Fear The Crazy [Huns]
(edited by Gandarel.5091)
I love SAB, when i first seen it..it was amazing. So i don’t want it to be gone forever, but i think maybe it has come back too soon. Would be cool for april fools to have some other style of game implemented for a bit.
I think at least the Bazaar content, progressed the Living Story a bit (but not the main story). But how does SAB further the Living Story? It doesn’t really.
I think the Living Story teams are making great content in the sort time that they’re given. But a lot of those mini games don’t seem to have much to do with the plot at all. Nor do any of these stories make the world feel alive.
Oddly enough, the best Living Story update that they did, was the beached whales update, where they didn’t explain anything to the players. Just a couple of whales that had washed on the beaches of Lion’s Arch. No explanation, yet so fascinating. Players started carrying buckets of water to the whales, and keeping watch. I miss this sense of mystery. You can make the world feel so more alive by just having “stuff” happen without an explanation.
(https://www.youtube.com/watch?v=D-On3Ya0_4Y)

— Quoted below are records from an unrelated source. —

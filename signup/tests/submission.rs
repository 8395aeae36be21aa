//! End-to-end submissions against a scripted signup endpoint.

use std::cell::RefCell;
use std::time::Duration;

use deep_mirror_signup::{
    FormView, SignupAttempt, SignupClient, SignupRequest, SignupResponse, SignupStatus,
    TransportError,
};
use futures::executor::block_on;
use pretty_assertions::assert_eq;

/// Answers every call with the same canned body and records what it was sent.
struct ScriptedEndpoint {
    reply: Result<String, TransportError>,
    seen: RefCell<Vec<SignupRequest>>,
}

impl ScriptedEndpoint {
    fn body(json: &str) -> Self {
        Self {
            reply: Ok(json.to_owned()),
            seen: RefCell::new(Vec::new()),
        }
    }

    fn failing(err: TransportError) -> Self {
        Self {
            reply: Err(err),
            seen: RefCell::new(Vec::new()),
        }
    }

    fn calls(&self) -> usize {
        self.seen.borrow().len()
    }
}

impl SignupClient for ScriptedEndpoint {
    async fn signup(&self, request: &SignupRequest) -> Result<SignupResponse, TransportError> {
        self.seen.borrow_mut().push(request.clone());
        let body = self.reply.clone()?;
        SignupResponse::from_json(&body)
    }
}

fn submit(email: &str, endpoint: &ScriptedEndpoint) -> SignupAttempt {
    let mut attempt = SignupAttempt::new();
    attempt.set_email(email);
    assert!(block_on(attempt.submit(endpoint)));
    attempt
}

#[test]
fn accepted_signup_shows_confirmation_and_clears_input() {
    let endpoint = ScriptedEndpoint::body(r#"{"success":true}"#);
    let attempt = submit("a@b.com", &endpoint);

    assert_eq!(attempt.status(), &SignupStatus::Success);
    assert_eq!(attempt.email(), "");
    assert_eq!(
        endpoint.seen.borrow().as_slice(),
        &[SignupRequest {
            email: "a@b.com".into()
        }]
    );

    let view = attempt.view();
    assert!(view.show_confirmation);
    assert_eq!(view.input_value, "");
    assert_eq!(
        FormView::CONFIRMATION,
        "Thanks for signing up! We'll be in touch."
    );
}

#[test]
fn rejected_signup_shows_server_message() {
    let endpoint = ScriptedEndpoint::body(r#"{"success":false,"error":"X"}"#);
    let attempt = submit("a@b.com", &endpoint);

    assert_eq!(attempt.status(), &SignupStatus::Error("X".into()));
    assert_eq!(attempt.error_msg(), "X");
}

#[test]
fn rejected_signup_without_reason_uses_fallback() {
    let endpoint = ScriptedEndpoint::body(r#"{"success":false}"#);
    let attempt = submit("a@b.com", &endpoint);

    assert_eq!(attempt.error_msg(), "Something went wrong");
}

#[test]
fn network_failure_shows_generic_message() {
    let endpoint =
        ScriptedEndpoint::failing(TransportError::Request("TypeError: Failed to fetch".into()));
    let attempt = submit("a@b.com", &endpoint);

    assert!(matches!(attempt.status(), SignupStatus::Error(_)));
    assert_eq!(attempt.error_msg(), "Network error — please try again");
}

#[test]
fn non_json_body_is_treated_as_network_failure() {
    let endpoint = ScriptedEndpoint::body("<!DOCTYPE html><title>500</title>");
    let attempt = submit("a@b.com", &endpoint);

    assert_eq!(attempt.error_msg(), "Network error — please try again");
}

#[test]
fn loosely_typed_body_is_an_application_answer() {
    let cases = [
        (r#"{"success":1}"#, SignupStatus::Success),
        (r#"{"success":null}"#, SignupStatus::Error("Something went wrong".into())),
        (r#"{"success":false,"error":42}"#, SignupStatus::Error("Something went wrong".into())),
        ("[]", SignupStatus::Error("Something went wrong".into())),
    ];
    for (body, expected) in cases {
        let endpoint = ScriptedEndpoint::body(body);
        let attempt = submit("a@b.com", &endpoint);
        assert_eq!(attempt.status(), &expected, "body: {body}");
    }
}

#[test]
fn null_body_is_treated_as_network_failure() {
    let endpoint = ScriptedEndpoint::body("null");
    let attempt = submit("a@b.com", &endpoint);

    assert_eq!(attempt.error_msg(), "Network error — please try again");
}

#[test]
fn timeout_is_treated_as_network_failure() {
    let endpoint = ScriptedEndpoint::failing(TransportError::TimedOut(Duration::from_secs(15)));
    let attempt = submit("a@b.com", &endpoint);

    assert_eq!(attempt.error_msg(), "Network error — please try again");
}

#[test]
fn submit_while_loading_sends_nothing() {
    let endpoint = ScriptedEndpoint::body(r#"{"success":true}"#);
    let mut attempt = SignupAttempt::new();
    attempt.set_email("a@b.com");
    attempt.begin().unwrap();
    assert!(attempt.view().submit_disabled);

    assert!(!block_on(attempt.submit(&endpoint)));
    assert_eq!(endpoint.calls(), 0);
    assert!(attempt.status().is_loading());
}

#[test]
fn manual_retry_after_error_sends_one_more_request() {
    let failing = ScriptedEndpoint::failing(TransportError::Request("offline".into()));
    let mut attempt = submit("a@b.com", &failing);
    assert_eq!(failing.calls(), 1);

    let healthy = ScriptedEndpoint::body(r#"{"success":true}"#);
    assert!(block_on(attempt.submit(&healthy)));
    assert_eq!(healthy.calls(), 1);
    assert_eq!(failing.calls(), 1);
    assert_eq!(attempt.status(), &SignupStatus::Success);
    assert_eq!(attempt.error_msg(), "");
}
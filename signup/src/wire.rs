// JSON bodies exchanged with the signup endpoint

use serde::Serialize;
use serde_json::Value;

use crate::error::{SignupError, TransportError};

/// Body of `POST /api/signup`.
#[derive(Debug, Clone, PartialEq, Eq, Serialize)]
pub struct SignupRequest {
    /// Address as typed by the visitor.
    pub email: String,
}

/// What the endpoint answers with.
///
/// Only `success` is authoritative. Fields are read loosely: `success` counts
/// when it is truthy (non-zero number, non-empty string, `true`, any array or
/// object), and `error` is kept only when it is a non-empty string.
#[derive(Debug, Clone, Default, PartialEq, Eq)]
pub struct SignupResponse {
    /// Whether the address was recorded.
    pub success: bool,
    /// Human-readable reason, only meaningful when `success` is false.
    pub error: Option<String>,
}

impl SignupResponse {
    /// Parse a raw response body.
    ///
    /// A body that is not JSON, or is JSON `null`, is a transport failure.
    /// Any other JSON value is an answer from the endpoint; values without a
    /// truthy `success` field (arrays, strings, `{}`) read as a rejection.
    pub fn from_json(body: &str) -> Result<Self, TransportError> {
        let value: Value =
            serde_json::from_str(body).map_err(|e| TransportError::Decode(e.to_string()))?;
        Self::from_value(&value)
    }

    fn from_value(value: &Value) -> Result<Self, TransportError> {
        if value.is_null() {
            return Err(TransportError::Decode("expected an object, found null".into()));
        }
        let success = value.get("success").is_some_and(is_truthy);
        let error = value
            .get("error")
            .and_then(Value::as_str)
            .filter(|m| !m.is_empty())
            .map(str::to_owned);
        Ok(Self { success, error })
    }

    /// Turn the endpoint's verdict into a result.
    pub fn into_result(self) -> Result<(), SignupError> {
        if self.success {
            Ok(())
        } else {
            Err(SignupError::Application {
                message: self.error,
            })
        }
    }
}

fn is_truthy(value: &Value) -> bool {
    match value {
        Value::Null => false,
        Value::Bool(b) => *b,
        Value::Number(n) => n.as_f64().is_some_and(|f| f != 0.0),
        Value::String(s) => !s.is_empty(),
        Value::Array(_) | Value::Object(_) => true,
    }
}
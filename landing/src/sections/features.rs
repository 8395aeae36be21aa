use crate::content::{SITE_NAME, VALUE_PROPS};
use leptos::prelude::*;

#[component]
pub fn Features() -> impl IntoView {
    let title = format!("Why {}?", SITE_NAME);
    view! {
        <section aria-label="Features" id="features" class="features">
            <div class="container">
                <h2 class="section-title">{title}</h2>
                <div class="features-grid">
                    {VALUE_PROPS
                        .iter()
                        .map(|prop| view! {
                            <ValueCard title=prop.title description=prop.description />
                        })
                        .collect_view()}
                </div>
            </div>
        </section>
    }
}

#[component]
fn ValueCard(title: &'static str, description: &'static str) -> impl IntoView {
    view! {
        <section aria-label=title class="feature-card">
            <h3 class="feature-title">{title}</h3>
            <p class="feature-description">{description}</p>
        </section>
    }
}
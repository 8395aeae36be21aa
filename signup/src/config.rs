use std::time::Duration;

/// Path the form posts to.
pub const DEFAULT_ENDPOINT: &str = "/api/signup";

/// How long a submission may stay in flight before it counts as a network error.
pub const DEFAULT_TIMEOUT: Duration = Duration::from_secs(15);

/// Where and how a [`SignupClient`](crate::SignupClient) reaches the endpoint.
#[derive(Debug, Clone, PartialEq, Eq)]
pub struct SignupConfig {
    /// Endpoint URL, absolute or relative to the page origin.
    pub endpoint: String,
    /// `None` waits as long as the platform lets the request live.
    pub timeout: Option<Duration>,
}

impl Default for SignupConfig {
    fn default() -> Self {
        Self {
            endpoint: DEFAULT_ENDPOINT.to_owned(),
            timeout: Some(DEFAULT_TIMEOUT),
        }
    }
}

impl SignupConfig {
    /// Post to a different endpoint.
    pub fn with_endpoint(mut self, endpoint: impl Into<String>) -> Self {
        self.endpoint = endpoint.into();
        self
    }

    /// Give up after `timeout`.
    pub fn with_timeout(mut self, timeout: Duration) -> Self {
        self.timeout = Some(timeout);
        self
    }

    /// Never give up on our side.
    pub fn without_timeout(mut self) -> Self {
        self.timeout = None;
        self
    }
}
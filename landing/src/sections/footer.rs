use crate::content::{COPYRIGHT_YEAR, NAV_LINKS, SITE_NAME};
use leptos::prelude::*;

#[component]
pub fn Footer() -> impl IntoView {
    let copyright = format!("© {} {}. All rights reserved.", COPYRIGHT_YEAR, SITE_NAME);
    view! {
        <footer class="footer">
            <div class="container footer-inner">
                <p class="footer-copyright">{copyright}</p>
                <div class="footer-links">
                    <a href="/" class="footer-link">"Home"</a>
                    {NAV_LINKS
                        .iter()
                        .map(|&(href, label)| view! { <a href=href class="footer-link">{label}</a> })
                        .collect_view()}
                </div>
            </div>
        </footer>
    }
}
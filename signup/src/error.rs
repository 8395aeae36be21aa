use std::time::Duration;

use thiserror::Error;

/// Shown when the endpoint rejects a signup without saying why.
pub const FALLBACK_ERROR_MESSAGE: &str = "Something went wrong";

/// Shown for every transport failure. Raw detail only goes to the log.
pub const NETWORK_ERROR_MESSAGE: &str = "Network error — please try again";

/// The request never produced a usable response.
#[derive(Debug, Clone, PartialEq, Eq, Error)]
pub enum TransportError {
    /// Sending failed or the connection dropped.
    #[error("signup request failed: {0}")]
    Request(String),
    /// A response arrived but its body was not JSON, or was JSON `null`.
    #[error("signup response body was unusable: {0}")]
    Decode(String),
    /// No response before the configured deadline.
    #[error("signup endpoint did not answer within {0:?}")]
    TimedOut(Duration),
}

/// Why a submission ended in the error state.
#[derive(Debug, Clone, PartialEq, Eq, Error)]
pub enum SignupError {
    /// The endpoint answered with `success: false`.
    #[error(
        "signup rejected: {}",
        .message.as_deref().filter(|m| !m.is_empty()).unwrap_or(FALLBACK_ERROR_MESSAGE)
    )]
    Application {
        /// Server-provided reason, if any.
        message: Option<String>,
    },
    /// See [`TransportError`].
    #[error(transparent)]
    Transport(#[from] TransportError),
}

impl SignupError {
    /// Text rendered under the form. Never empty.
    pub fn user_message(&self) -> String {
        match self {
            Self::Application { message } => message
                .as_deref()
                .filter(|m| !m.is_empty())
                .unwrap_or(FALLBACK_ERROR_MESSAGE)
                .to_owned(),
            Self::Transport(_) => NETWORK_ERROR_MESSAGE.to_owned(),
        }
    }
}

Oddly enough, the best Living Story update that they did, was the beached whales update, where they didn’t explain anything to the players. Just a couple of whales that had washed on the beaches of Lion’s Arch. No explanation, yet so fascinating. Players started carrying buckets of water to the whales, and keeping watch. I miss this sense of mystery. You can make the world feel so more alive by just having “stuff” happen without an explanation.
I missed that. Wish I’d been around to see it.
I missed that. Wish I’d been around to see it.
Fortunately youtube has many videos of the beached whales, along with people having parties on top of the poor animals. In fact, I remember that being a very popular activity for a while.